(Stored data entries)
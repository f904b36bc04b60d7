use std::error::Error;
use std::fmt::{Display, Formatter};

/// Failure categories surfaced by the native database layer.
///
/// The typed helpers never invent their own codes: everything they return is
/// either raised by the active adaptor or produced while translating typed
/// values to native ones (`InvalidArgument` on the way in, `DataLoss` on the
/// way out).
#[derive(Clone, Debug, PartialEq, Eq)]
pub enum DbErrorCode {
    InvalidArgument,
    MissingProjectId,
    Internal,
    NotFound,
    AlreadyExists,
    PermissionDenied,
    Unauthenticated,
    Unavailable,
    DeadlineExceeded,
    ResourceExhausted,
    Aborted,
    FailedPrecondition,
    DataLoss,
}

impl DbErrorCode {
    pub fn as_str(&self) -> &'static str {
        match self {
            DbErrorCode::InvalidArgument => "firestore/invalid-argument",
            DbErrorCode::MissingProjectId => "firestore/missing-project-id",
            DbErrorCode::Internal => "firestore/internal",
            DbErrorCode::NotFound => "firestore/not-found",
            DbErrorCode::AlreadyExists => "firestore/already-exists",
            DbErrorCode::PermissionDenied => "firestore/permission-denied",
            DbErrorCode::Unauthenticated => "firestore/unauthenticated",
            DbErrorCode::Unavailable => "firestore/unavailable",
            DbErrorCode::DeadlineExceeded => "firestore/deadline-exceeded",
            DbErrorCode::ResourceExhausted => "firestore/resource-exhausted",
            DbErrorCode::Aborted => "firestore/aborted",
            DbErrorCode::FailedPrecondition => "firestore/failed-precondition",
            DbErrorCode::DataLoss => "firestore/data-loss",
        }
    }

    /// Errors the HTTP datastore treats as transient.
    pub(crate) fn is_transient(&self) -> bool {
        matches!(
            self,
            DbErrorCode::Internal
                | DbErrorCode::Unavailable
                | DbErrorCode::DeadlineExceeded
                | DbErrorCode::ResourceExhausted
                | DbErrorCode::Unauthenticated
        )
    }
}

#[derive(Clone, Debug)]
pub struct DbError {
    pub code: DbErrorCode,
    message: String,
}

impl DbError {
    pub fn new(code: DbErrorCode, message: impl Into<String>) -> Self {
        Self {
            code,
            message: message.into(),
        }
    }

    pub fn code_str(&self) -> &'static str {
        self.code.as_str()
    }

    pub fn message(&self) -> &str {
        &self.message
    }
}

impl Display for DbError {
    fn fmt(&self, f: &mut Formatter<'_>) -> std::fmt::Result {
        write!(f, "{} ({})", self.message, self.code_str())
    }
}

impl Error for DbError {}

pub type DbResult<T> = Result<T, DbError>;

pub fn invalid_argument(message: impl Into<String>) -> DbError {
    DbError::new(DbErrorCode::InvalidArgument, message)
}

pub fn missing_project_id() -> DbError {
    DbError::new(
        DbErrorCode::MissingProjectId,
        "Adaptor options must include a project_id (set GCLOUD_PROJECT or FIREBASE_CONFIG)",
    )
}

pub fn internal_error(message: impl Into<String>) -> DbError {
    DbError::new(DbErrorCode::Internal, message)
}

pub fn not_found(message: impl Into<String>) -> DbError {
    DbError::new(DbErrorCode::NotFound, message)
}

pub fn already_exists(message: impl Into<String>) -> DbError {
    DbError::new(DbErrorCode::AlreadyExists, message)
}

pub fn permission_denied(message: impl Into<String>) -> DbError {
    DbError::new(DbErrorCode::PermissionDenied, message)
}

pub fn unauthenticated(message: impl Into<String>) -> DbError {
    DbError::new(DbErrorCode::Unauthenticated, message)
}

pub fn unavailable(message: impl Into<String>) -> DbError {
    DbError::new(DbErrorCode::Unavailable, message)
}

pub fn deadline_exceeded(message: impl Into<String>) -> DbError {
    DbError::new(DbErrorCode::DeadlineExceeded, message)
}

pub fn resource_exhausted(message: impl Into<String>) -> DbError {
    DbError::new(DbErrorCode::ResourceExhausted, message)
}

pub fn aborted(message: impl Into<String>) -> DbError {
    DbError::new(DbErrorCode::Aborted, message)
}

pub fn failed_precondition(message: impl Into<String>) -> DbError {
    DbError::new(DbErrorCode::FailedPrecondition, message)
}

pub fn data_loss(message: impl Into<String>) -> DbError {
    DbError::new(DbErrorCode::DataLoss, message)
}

==

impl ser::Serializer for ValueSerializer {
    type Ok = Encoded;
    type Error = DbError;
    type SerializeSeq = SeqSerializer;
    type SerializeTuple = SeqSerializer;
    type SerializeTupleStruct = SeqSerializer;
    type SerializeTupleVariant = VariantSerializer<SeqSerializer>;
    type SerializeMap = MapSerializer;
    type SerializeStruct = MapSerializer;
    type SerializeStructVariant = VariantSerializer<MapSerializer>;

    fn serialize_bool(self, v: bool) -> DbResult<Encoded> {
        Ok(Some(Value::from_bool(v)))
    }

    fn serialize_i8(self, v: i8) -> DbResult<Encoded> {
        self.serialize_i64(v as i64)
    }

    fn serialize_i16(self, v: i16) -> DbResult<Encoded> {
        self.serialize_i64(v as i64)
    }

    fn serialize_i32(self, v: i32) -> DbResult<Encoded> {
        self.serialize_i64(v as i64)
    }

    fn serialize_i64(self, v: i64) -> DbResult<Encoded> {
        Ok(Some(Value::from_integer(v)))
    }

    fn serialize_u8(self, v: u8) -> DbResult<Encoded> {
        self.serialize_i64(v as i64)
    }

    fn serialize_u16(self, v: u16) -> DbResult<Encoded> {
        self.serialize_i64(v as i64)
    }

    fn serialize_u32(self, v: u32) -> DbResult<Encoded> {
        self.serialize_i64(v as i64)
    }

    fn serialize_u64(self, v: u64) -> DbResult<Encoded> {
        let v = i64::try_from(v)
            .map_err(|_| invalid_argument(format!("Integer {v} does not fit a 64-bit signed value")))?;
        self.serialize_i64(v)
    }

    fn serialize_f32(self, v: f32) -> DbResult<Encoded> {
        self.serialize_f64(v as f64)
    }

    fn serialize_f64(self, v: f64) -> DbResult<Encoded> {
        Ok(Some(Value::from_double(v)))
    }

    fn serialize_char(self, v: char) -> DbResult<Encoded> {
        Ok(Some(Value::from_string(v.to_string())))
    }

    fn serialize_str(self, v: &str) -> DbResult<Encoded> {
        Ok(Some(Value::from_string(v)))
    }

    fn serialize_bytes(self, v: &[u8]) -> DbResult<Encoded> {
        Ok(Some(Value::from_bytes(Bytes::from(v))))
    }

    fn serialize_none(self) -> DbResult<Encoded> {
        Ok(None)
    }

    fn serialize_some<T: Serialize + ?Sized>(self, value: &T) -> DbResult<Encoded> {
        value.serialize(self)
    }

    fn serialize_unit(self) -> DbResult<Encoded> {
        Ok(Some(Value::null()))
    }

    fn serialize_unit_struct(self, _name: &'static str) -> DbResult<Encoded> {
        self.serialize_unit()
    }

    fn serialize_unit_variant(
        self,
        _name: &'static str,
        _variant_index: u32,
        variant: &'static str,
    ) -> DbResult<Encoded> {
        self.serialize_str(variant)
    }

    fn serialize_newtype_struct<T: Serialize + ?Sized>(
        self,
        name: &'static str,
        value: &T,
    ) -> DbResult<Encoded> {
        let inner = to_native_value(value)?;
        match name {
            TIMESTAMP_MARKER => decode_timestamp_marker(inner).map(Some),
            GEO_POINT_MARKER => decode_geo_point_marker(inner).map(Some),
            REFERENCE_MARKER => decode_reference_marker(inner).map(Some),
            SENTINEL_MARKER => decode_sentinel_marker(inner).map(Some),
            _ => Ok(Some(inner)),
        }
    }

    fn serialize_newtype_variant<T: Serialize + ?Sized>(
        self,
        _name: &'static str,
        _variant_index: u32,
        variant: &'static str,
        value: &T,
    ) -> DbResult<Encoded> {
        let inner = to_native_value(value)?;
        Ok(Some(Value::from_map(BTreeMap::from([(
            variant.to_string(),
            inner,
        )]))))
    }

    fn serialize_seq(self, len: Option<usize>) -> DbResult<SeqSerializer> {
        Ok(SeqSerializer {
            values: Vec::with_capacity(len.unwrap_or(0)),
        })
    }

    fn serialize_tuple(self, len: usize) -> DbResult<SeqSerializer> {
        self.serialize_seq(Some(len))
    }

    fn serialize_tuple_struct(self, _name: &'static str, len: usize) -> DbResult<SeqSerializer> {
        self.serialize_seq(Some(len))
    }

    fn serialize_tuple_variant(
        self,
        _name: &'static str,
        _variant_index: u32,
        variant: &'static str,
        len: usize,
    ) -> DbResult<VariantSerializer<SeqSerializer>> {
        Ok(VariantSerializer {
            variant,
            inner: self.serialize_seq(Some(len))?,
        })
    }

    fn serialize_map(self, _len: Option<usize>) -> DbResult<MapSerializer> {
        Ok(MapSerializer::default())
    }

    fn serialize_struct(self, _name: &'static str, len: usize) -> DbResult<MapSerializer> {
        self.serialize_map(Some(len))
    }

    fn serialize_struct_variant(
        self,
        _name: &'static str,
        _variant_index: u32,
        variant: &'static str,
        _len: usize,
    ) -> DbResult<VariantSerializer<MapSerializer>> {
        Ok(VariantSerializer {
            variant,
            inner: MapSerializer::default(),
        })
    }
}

§ Exercise instructions
Only a number is wanted here: how many lines above hold the string "InvalidArgument"?

§ Your solution
4